A Valentine's prix fixe should be priced at a premium to your normal à la carte average, justified by the enhanced experience: champagne on arrival, additional course, special setting, premium ingredients.

A typical premium: 20–40% above your standard dinner average. A restaurant where the average à la carte dinner is £60 per person might price the Valentine's menu at £75–£85 per person including the welcome drink.

Don't underprice Valentine's Day. Guests expect to spend more on occasion dining — they've budgeted for it. Underpricing signals a lack of confidence in the occasion you're offering.

The Booking Strategy

Create scarcity deliberately. "We're taking a limited number of reservations for February 14th" is both honest (your capacity is finite) and effective (it motivates early booking decisions).

Require a credit card at booking or a full deposit for Valentine's reservations. No-show rates on Valentine's Day can be significant — couples have arguments, change plans, forget they booked. A deposit eliminates most of this risk and secures your revenue.

Consider two seatings: an early sitting (6:00–7:00pm arrival, table turned by 8:30pm) and a late sitting (8:30–9:00pm arrival). This doubles your covers on the night and offers guests flexibility.

Social Media Content for Valentine's Day

Show the experience, not just the food: Valentine's marketing should evoke romance — table flowers, candlelight, the kind of table where someone might get proposed to. Food photos matter, but so does the setting. Shoot the scene, not just the plate.

Stories countdown: a countdown sticker to Valentine's Day in your Stories ("14 days to Valentine's — we have [X] tables left") creates engagement and urgency.

Couple content: behind-the-scenes of table styling, the team preparing the special settings, the kitchen preparing Valentine's desserts — this content performs well because it makes guests feel they're getting a preview of what they'll experience.

Shareable graphics: a simple "Book your Valentine's dinner" graphic with the date and booking link works well as a shareable Story. Keep it beautiful — the aesthetic should match the occasion.

Gift angle: Valentine's Day at a restaurant is also a gift. Market it as such. "Give the gift of an unforgettable evening" resonates with partners who are looking for an experience rather than an object.

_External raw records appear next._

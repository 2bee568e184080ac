use anyhow::{bail, Context, Result};
use lopdf::Document;
use tracing::warn;

/// Full per-page text parse of a PDF payload.
///
/// Pages are walked in page order 1..N; each page's text is appended
/// followed by a newline. A page that fails to decode is logged and
/// skipped rather than failing the whole extraction. A document yielding
/// no text at all (typically a scanned image) is an error, since the
/// scorer would only ever see an empty string.
pub(crate) fn extract_text(data: &[u8]) -> Result<String> {
    let doc = Document::load_mem(data).context("could not parse PDF container")?;

    let mut text = String::new();
    for (&page_number, _) in doc.get_pages().iter() {
        match doc.extract_text(&[page_number]) {
            Ok(page_text) => {
                text.push_str(&page_text);
                text.push('\n');
            }
            Err(e) => {
                warn!(page = page_number, error = %e, "skipping undecodable PDF page");
            }
        }
    }

    if text.trim().is_empty() {
        bail!("no text could be extracted (is this a scanned image?)");
    }
    Ok(text)
}
//! Record store loading.
//!
//! The store is read once at startup from a JSON document, either the one embedded
//! in the binary or a file named by configuration, and is read-only afterwards.

use std::collections::HashSet;
use std::path::Path;

use crate::config::Config;
use crate::errors::AppError;
use crate::models::{ContentStore, Record};

/// Schema version this build understands.
pub const SCHEMA_VERSION: i32 = 1;

/// Content shipped with the binary.
pub const EMBEDDED_FIXTURES: &str = include_str!("../../data/fixtures.json");

/// Load the store named by the configuration.
pub fn load(config: &Config) -> Result<ContentStore, AppError> {
    match &config.fixtures_path {
        Some(path) => load_from_path(path),
        None => {
            tracing::debug!("Loading embedded fixtures");
            from_json(EMBEDDED_FIXTURES)
        }
    }
}

/// Load and validate a store document from disk.
pub fn load_from_path(path: &Path) -> Result<ContentStore, AppError> {
    tracing::debug!("Loading fixtures from {:?}", path);
    let raw = std::fs::read_to_string(path).map_err(|e| {
        tracing::error!("Failed to read fixtures {:?}: {}", path, e);
        AppError::Fixture(format!("Failed to read {}: {}", path.display(), e))
    })?;
    from_json(&raw)
}

/// Parse and validate a store document.
pub fn from_json(raw: &str) -> Result<ContentStore, AppError> {
    let store: ContentStore = serde_json::from_str(raw)?;
    validate(&store)?;

    let stats = store.stats();
    tracing::info!(
        forum_posts = stats.forum_posts,
        university_programs = stats.university_programs,
        career_paths = stats.career_paths,
        jobs = stats.jobs,
        scholarships = stats.scholarships,
        industry_insights = stats.industry_insights,
        subject_connections = stats.subject_connections,
        startup_resources = stats.startup_resources,
        "Content store loaded"
    );

    Ok(store)
}

/// Check the schema version and that ids are unique within every collection.
pub fn validate(store: &ContentStore) -> Result<(), AppError> {
    if store.schema_version != SCHEMA_VERSION {
        return Err(AppError::Fixture(format!(
            "Unsupported schema version {} (expected {})",
            store.schema_version, SCHEMA_VERSION
        )));
    }

    ensure_unique("users", store.users.iter().map(|user| user.id.as_str()))?;
    ensure_unique("forumPosts", ids(&store.forum_posts))?;
    ensure_unique("universityPrograms", ids(&store.university_programs))?;
    ensure_unique("careerPaths", ids(&store.career_paths))?;
    ensure_unique("jobs", ids(&store.jobs))?;
    ensure_unique("scholarships", ids(&store.scholarships))?;
    ensure_unique("industryInsights", ids(&store.industry_insights))?;
    ensure_unique("subjectConnections", ids(&store.subject_connections))?;
    ensure_unique("startupResources", ids(&store.startup_resources))?;

    Ok(())
}

fn ids<T: Record>(records: &[T]) -> impl Iterator<Item = &str> {
    records.iter().map(Record::id)
}

fn ensure_unique<'a>(
    collection: &str,
    ids: impl Iterator<Item = &'a str>,
) -> Result<(), AppError> {
    let mut seen = HashSet::new();
    for id in ids {
        if !seen.insert(id) {
            return Err(AppError::Validation(format!(
                "Duplicate id '{}' in {}",
                id, collection
            )));
        }
    }
    Ok(())
}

The Day Itself: Operational Details

The marketing built the booking. Now the operation delivers the experience:

Fresh flowers on every table. Candles. A special amuse-bouche or petit four. A handwritten menu card for the table. Ensure service is attentive but never rushed — couples on Valentine's Day want to linger.

Brief your entire team specifically for Valentine's Day: the table settings, the specials, the champagne option, any proposals in progress (yes, some guests will tip you off in advance — have a plan). The team's attitude on the night matters as much as the food.

Frequently Asked Questions

Should I host Valentine's Day on the 14th only or the whole weekend?

Hosting events on the 13th and 15th ("Valentine's weekend") captures couples who can't make the 14th work and effectively doubles your Valentine's revenue window. Market the 14th as the main event and the surrounding nights as the alternative for those who want the experience without the specific date.

What do I do with leftover Valentine's menu ingredients after the night?

Plan your inventory carefully to minimise excess. Remaining premium ingredients (champagne, seafood, specialty garnishes) can often be featured as specials in the following days without waste.